MIME-Version: 1.0
In-Reply-To: <37D7C6CF3E00A74B8858931C1DB2F0775378761B@SHSMSX103.ccr.corp.intel.com>
References: <84c7f26182b7f4723c0fe3b34ba912a9de92b8b7.1502758114.git.tim.c.chen@linux.intel.com>
 <CA+55aFznC1wqBSfYr8=92LGqz5-F6fHMzdXoqM4aOYx8sT1Dhg@mail.gmail.com>
 <37D7C6CF3E00A74B8858931C1DB2F07753786CE9@SHSMSX103.ccr.corp.intel.com>
 <CA+55aFwzTMrZwh7TE_VeZt8gx5Syoop-kA=Xqs56=FkyakrM6g@mail.gmail.com> <37D7C6CF3E00A74B8858931C1DB2F0775378761B@SHSMSX103.ccr.corp.intel.com>
From: Linus Torvalds <torvalds@linux-foundation.org>
Date: Thu, 17 Aug 2017 13:44:40 -0700
Message-ID: <CA+55aFy_RNx5TQ8esjPPOKuW-o+fXbZgWapau2MHyexcAZtqsw@mail.gmail.com>
Subject: Re: [PATCH 1/2] sched/wait: Break up long wake list walk
To: "Liang, Kan" <kan.liang@intel.com>, Mel Gorman <mgorman@suse.de>,
        "Kirill A. Shutemov" <kirill.shutemov@linux.intel.com>
Cc: Tim Chen <tim.c.chen@linux.intel.com>,
        Peter Zijlstra <peterz@infradead.org>, Ingo Molnar <mingo@elte.hu>,
        Andi Kleen <ak@linux.intel.com>,
        Andrew Morton <akpm@linux-foundation.org>,
        Johannes Weiner <hannes@cmpxchg.org>, Jan Kara <jack@suse.cz>,
        linux-mm <linux-mm@kvack.org>,
        Linux Kernel Mailing List <linux-kernel@vger.kernel.org>
Content-Type: text/plain; charset="UTF-8"
Sender: linux-kernel-owner@vger.kernel.org
Content-Length: 1533
Lines: 43

On Thu, Aug 17, 2017 at 1:18 PM, Liang, Kan <kan.liang@intel.com> wrote:
>
> Here is the call stack of wait_on_page_bit_common
> when the queue is long (entries >1000).
>
> # Overhead  Trace output
> # ........  ..................
> #
>    100.00%  (ffffffff931aefca)
>             |
>             ---wait_on_page_bit
>                __migration_entry_wait
>                migration_entry_wait
>                do_swap_page
>                __handle_mm_fault
>                handle_mm_fault
>                __do_page_fault
>                do_page_fault
>                page_fault

Hmm. Ok, so it does seem to very much be related to migration. Your
wake_up_page_bit() profile made me suspect that, but this one seems to
pretty much confirm it.

So it looks like that wait_on_page_locked() thing in
__migration_entry_wait(), and what probably happens is that your load
ends up triggering a lot of migration (or just migration of a very hot
page), and then *every* thread ends up waiting for whatever page that
ended up getting migrated.

And so the wait queue for that page grows hugely long.

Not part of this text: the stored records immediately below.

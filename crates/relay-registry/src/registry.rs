//! The registry itself: configured providers x catalog data, snapshot reads.

use std::collections::BTreeMap;
use std::sync::{Arc, RwLock};

use chrono::{DateTime, Utc};
use serde::Serialize;
use tracing::{info, warn};

use crate::catalog::{
    CatalogDocument, CatalogSource, ModelInfo, PricingOverride, fallback_catalog,
};
use crate::error::{RegistryError, RegistryResult};

/// A provider as the gateway configured it (after normalization and
/// environment auto-detection).
#[derive(Debug, Clone)]
pub struct ConfiguredProvider {
    /// Provider id.
    pub id: String,
    /// Display name.
    pub display_name: String,
    /// Adapter kind alias.
    pub kind: String,
    /// Endpoint override.
    pub base_url: Option<String>,
    /// Configured default model, if any.
    pub default_model: Option<String>,
    /// Whether a server key is configured for this provider.
    pub server_key: bool,
    /// Whether BYOK credentials are accepted for this provider.
    pub byok_eligible: bool,
}

/// One provider's entry in a snapshot.
#[derive(Debug, Clone, Serialize)]
#[serde(rename_all = "camelCase")]
pub struct ProviderEntry {
    /// Provider id.
    pub id: String,
    /// Display name.
    pub display_name: String,
    /// Adapter kind alias.
    pub kind: String,
    /// Endpoint override.
    pub base_url: Option<String>,
    /// Effective default model.
    pub default_model: Option<String>,
    /// Whether a server key is configured.
    pub server_key: bool,
    /// Whether BYOK credentials are accepted.
    pub byok_eligible: bool,
    /// Whether the catalog knows this provider (unknown configured
    /// providers surface with no models and `available = false`).
    pub available: bool,
    /// Models, with overrides applied.
    pub models: Vec<ModelInfo>,
}

/// An immutable, consistent view of the catalog.
#[derive(Debug, Clone)]
pub struct CatalogSnapshot {
    /// Providers keyed by id.
    pub providers: BTreeMap<String, ProviderEntry>,
    /// Which source produced the model data.
    pub source: CatalogSource,
    /// When the source data was last refreshed.
    pub last_refresh_at: Option<DateTime<Utc>>,
}

impl CatalogSnapshot {
    /// Total model count across providers.
    #[must_use]
    pub fn model_count(&self) -> usize {
        self.providers.values().map(|p| p.models.len()).sum()
    }
}

/// Registry health, as reported by `ai.getRegistryHealth`.
#[derive(Debug, Clone, Serialize)]
#[serde(rename_all = "camelCase")]
pub struct RegistryHealth {
    /// Whether any snapshot is being served.
    pub ready: bool,
    /// Current data source.
    pub source: CatalogSource,
    /// Last successful refresh.
    pub last_refresh_at: Option<DateTime<Utc>>,
    /// Total models in the snapshot.
    pub model_count: usize,
}

/// Registry behaviour knobs (mapped from the `[registry]` config section).
#[derive(Debug, Clone, Default)]
pub struct RegistrySettings {
    /// Live catalog endpoint; `None` disables live refresh.
    pub catalog_url: Option<String>,
    /// Steady-state refresh interval, seconds.
    pub refresh_interval_secs: u64,
    /// Backoff ceiling for failed refreshes, seconds.
    pub backoff_cap_secs: u64,
}

/// The provider/model registry.
///
/// Many readers, one writer: reads clone an `Arc` to the current snapshot
/// under a brief lock; refreshes and override changes build a replacement
/// snapshot off-lock and swap it in.
pub struct Registry {
    configured: Vec<ConfiguredProvider>,
    settings: RegistrySettings,
    http: reqwest::Client,
    snapshot: RwLock<Arc<CatalogSnapshot>>,
    /// Source document of the current snapshot, kept so overrides can be
    /// re-applied without refetching.
    base: RwLock<(CatalogDocument, CatalogSource, Option<DateTime<Utc>>)>,
    overrides: RwLock<Vec<PricingOverride>>,
}
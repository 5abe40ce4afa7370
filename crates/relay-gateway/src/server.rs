//! HTTP server: router assembly, identity extraction, graceful shutdown.

use std::sync::Arc;

use axum::Router;
use axum::http::HeaderMap;
use axum::routing::{get, post};
use chrono::Utc;
use relay_core::{Caller, RequestContext, SecretString};
use tokio_util::sync::CancellationToken;
use tracing::info;
use uuid::Uuid;

use crate::procedures::ProcedureRegistry;
use crate::state::Gateway;
use crate::wire;

/// Header carrying the BYOK unlock secret for the request scope.
const UNLOCK_HEADER: &str = "x-unlock-secret";

/// Shared router state.
#[derive(Clone)]
pub struct AppState {
    /// The assembled gateway.
    pub gateway: Arc<Gateway>,
    /// The procedure set served by every wire.
    pub procedures: Arc<ProcedureRegistry>,
}

/// Build the per-request context from transport headers.
pub(crate) fn context_from_headers(gateway: &Gateway, headers: &HeaderMap) -> RequestContext {
    let bearer = headers
        .get(axum::http::header::AUTHORIZATION)
        .and_then(|v| v.to_str().ok())
        .and_then(|v| v.strip_prefix("Bearer "));
    let identity = gateway.authenticator.identify(bearer);

    let byok_unlock = headers
        .get(UNLOCK_HEADER)
        .and_then(|v| v.to_str().ok())
        .map(SecretString::new);

    let deadline = Utc::now()
        + chrono::Duration::from_std(gateway.request_deadline())
            .unwrap_or_else(|_| chrono::Duration::seconds(300));

    RequestContext {
        request_id: Uuid::new_v4(),
        caller: identity.user.map_or(Caller::Anonymous, Caller::User),
        is_admin: identity.is_admin,
        byok_unlock,
        cancel: CancellationToken::new(),
        deadline: Some(deadline),
    }
}

/// Build the axum router serving all three wires.
#[must_use]
pub fn build_router(gateway: Arc<Gateway>) -> Router {
    let state = AppState {
        gateway,
        procedures: Arc::new(ProcedureRegistry::standard()),
    };
    Router::new()
        .route("/rpc", post(wire::jsonrpc::handle))
        .route(
            "/trpc/{procedure}",
            post(wire::trpc::handle_mutation).get(wire::trpc::handle_query),
        )
        .route("/mcp", post(wire::mcp::handle))
        .route("/health", get(health))
        .with_state(state)
}

async fn health(
    axum::extract::State(state): axum::extract::State<AppState>,
) -> axum::Json<serde_json::Value> {
    axum::Json(serde_json::json!({
        "ok": true,
        "registry": state.gateway.registry.health(),
    }))
}

/// Run the gateway: bind, spawn background tasks, serve until `shutdown`
/// cancels (or Ctrl-C), then stop the background tasks.
///
/// # Errors
///
/// Returns an error when the listen address cannot be bound or the
/// server fails.
pub async fn serve(gateway: Arc<Gateway>, shutdown: CancellationToken) -> anyhow::Result<()> {
    let addr: std::net::SocketAddr = gateway.config.server.listen.parse()?;
    let background = gateway.spawn_background(&shutdown);

    let listener = tokio::net::TcpListener::bind(addr).await?;
    info!(addr = %addr, "Gateway listening");

    let signal_token = shutdown.clone();
    axum::serve(listener, build_router(gateway))
        .with_graceful_shutdown(async move {
            tokio::select! {
                () = signal_token.cancelled() => {},
                _ = tokio::signal::ctrl_c() => {},
            }
        })
        .await?;

    shutdown.cancel();
    for task in background {
        let _ = task.await;
    }
    info!("Gateway stopped");
    Ok(())
}

#[cfg(test)]
mod tests {
    use super::*;

    fn gateway_with_token() -> Gateway {
        let config = relay_config::from_str(
            r#"
            [auth]
            tokens = { "tok-alice" = "alice@example.com" }
            admin_tokens = ["tok-admin"]
            "#,
        )
        .unwrap();
        Gateway::from_config(config)
    }

    #[test]
    fn test_context_from_headers_authenticated() {
        let gateway = gateway_with_token();
        let mut headers = HeaderMap::new();
        headers.insert(
            axum::http::header::AUTHORIZATION,
            "Bearer tok-alice".parse().unwrap(),
        );
        headers.insert(UNLOCK_HEADER, "pw".parse().unwrap());

        let ctx = context_from_headers(&gateway, &headers);
        assert_eq!(ctx.require_user().unwrap().as_str(), "alice@example.com");
        assert!(!ctx.is_admin);
        assert_eq!(ctx.byok_unlock.unwrap().expose(), "pw");
        assert!(ctx.deadline.is_some());
    }

    #[test]
    fn test_context_from_headers_anonymous() {
        let gateway = gateway_with_token();
        let ctx = context_from_headers(&gateway, &HeaderMap::new());
        assert!(!ctx.caller.is_authenticated());
        assert!(ctx.byok_unlock.is_none());
    }
}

Looking at the other profile, the thing that is locking the page (that
everybody then ends up waiting on) would seem to be
migrate_misplaced_transhuge_page(), so this is _presumably_ due to
NUMA balancing.

Does the problem go away if you disable the NUMA balancing code?

Adding Mel and Kirill to the participants, just to make them aware of
the issue, and just because their names show up when I look at blame.

              Linus